Baseball is better when you’re young because everything is new, and the players take on an almost mythical status, and of course the winning helped. And now here I am, I’m 23 years old, and I don’t think I am becoming jaded to the sport, because I still love baseball, but the game has obviously lost a lot of the magic from my youth. So it goes. The Yankees back then were awesome, they were so fun to watch, and there was a kind of unyielding determination in those teams. You even saw that in years they didn’t win the World Series – 2002 and 2003 and 2007. Watching Yankee games now, in 2014, is frustrating. It can be agonizing. Like, I legitimately get angry when I watch the games, until the pragmatic side of my brain takes over and tells me that this is silly.

I have always been an optimist when it comes to the Yankees, sometimes to a detriment. It’s a life philosophy, I guess. I’ve always tried to look for the good. But this team? They’re not good. I don’t see much in the way of determination or enthusiasm or even confidence. Their body language is childish at times – they mope, they scowl, and there seems to be a lack of responsibility. They don’t hit for power. They don’t walk. They don’t hit with runners in scoring position. The bullpen is overworked and the starters haven’t been all that great either, with the exception of Masahiro Tanaka.

Lewis wrote that we can ignore pleasure. But pain? Yeah, pain insists on being attended to. It demands to be felt. But I’m worried that the Yankees – and their fans – are parlaying this pain into apathy. Oh, the brand is still strong. They are miles ahead of most of the other teams in terms of attendance and revenue and TV eyeballs. And, hey, they can still make a run at the playoffs. It is still early. But I think losing has made fans care less. They don’t want to feel the pain of losing. And this is fine, it’s human nature, but it’s still troubling.

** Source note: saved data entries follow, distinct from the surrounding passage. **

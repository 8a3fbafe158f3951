//! End-to-end embedding scenarios: periodic tone vs. noisy ramp

use rand::rngs::StdRng;
use rand::SeedableRng;
use rand_distr::{Distribution, Normal};
use sliding_window_tda::{
    embed, DimensionReduction, EmbedderConfig, EmbeddingError, EmbeddingParameters, Pca,
    SlidingWindowEmbedder,
};
use std::f64::consts::PI;

fn tone(n: usize, period: f64) -> Vec<f64> {
    (0..n).map(|k| (2.0 * PI * k as f64 / period).cos()).collect()
}

fn noisy_ramp(n: usize, seed: u64) -> Vec<f64> {
    let mut rng = StdRng::seed_from_u64(seed);
    let noise = Normal::new(0.0, 0.05).unwrap();
    (0..n)
        .map(|k| k as f64 / 40.0 + noise.sample(&mut rng))
        .collect()
}

#[test]
fn test_periodic_embedding_is_round() {
    let signal = tone(160, 40.0);
    let embedding = embed(&signal, 20, 1.0, 0.5).unwrap();

    assert_eq!(embedding.candidate_windows(), 280);
    assert_eq!(embedding.nrows(), 277);
    assert_eq!(embedding.dim(), 20);

    let proj = Pca.reduce(embedding.points(), 3).unwrap();
    let ratio = proj.variance_ratio(0, 1).unwrap();
    println!("Top variances: {:?}, ratio = {:.5}", proj.explained_variance, ratio);

    assert!((ratio - 1.0).abs() < 0.01);
    // The loop is planar: almost nothing outside the top two axes
    assert!(proj.explained_variance[2] < 1e-3 * proj.explained_variance[0]);
}

#[test]
fn test_ramp_embedding_is_not_round() {
    let signal = noisy_ramp(400, 7);
    let embedding = embed(&signal, 20, 1.0, 0.5).unwrap();

    assert_eq!(embedding.candidate_windows(), 760);
    assert_eq!(embedding.nrows(), 757);

    let proj = Pca.reduce(embedding.points(), 2).unwrap();
    let ratio = proj.variance_ratio(0, 1).unwrap();
    println!("Top variances: {:?}, ratio = {:.6}", proj.explained_variance, ratio);

    assert!(ratio < 0.05);
}

#[test]
fn test_oversized_window_is_typed_failure() {
    let signal = tone(40, 40.0);
    let err = embed(&signal, 20, 2.0, 0.5).unwrap_err();
    assert_eq!(
        err,
        EmbeddingError::InsufficientSignalLength {
            len: 40,
            extent: 40.0,
            d_t: 0.5,
        }
    );
}

#[test]
fn test_repeat_calls_identical() {
    let signal = noisy_ramp(200, 11);
    let params = EmbeddingParameters::new(7, 2.3, 0.7);

    let first = SlidingWindowEmbedder::default().embed(&signal, &params).unwrap();
    let second = SlidingWindowEmbedder::new(EmbedderConfig::sequential())
        .embed(&signal, &params)
        .unwrap();

    assert_eq!(first.points(), second.points());
}

#[test]
fn test_extent_matched_to_period() {
    // dim·τ = period: every window covers exactly one cycle
    let params = EmbeddingParameters::from_extent(10, 40.0, 1.0).unwrap();
    let signal = tone(200, 40.0);
    let embedding = SlidingWindowEmbedder::default().embed(&signal, &params).unwrap();

    // τ = 4 and dT = 1 keep every coordinate on the sample lattice
    for i in 0..embedding.nrows() {
        for j in 0..10 {
            assert_eq!(embedding.row(i)[j], signal[i + 4 * j]);
        }
    }

    let proj = Pca.reduce(embedding.points(), 2).unwrap();
    assert!((proj.variance_ratio(0, 1).unwrap() - 1.0).abs() < 0.02);
}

Again, the pain is a product of their success. They created unrealistic expectations.

I came in at a bad time, I really did. I didn’t suffer in the 80s and the early 90s, I didn’t see the dreadful 1991 team that lost 91 games, or the fourteen straight years without making the playoffs, or the thirteen different managers over a nine year period or …. actually, you know what? I came in at a good time. I just hope we don’t go back to that.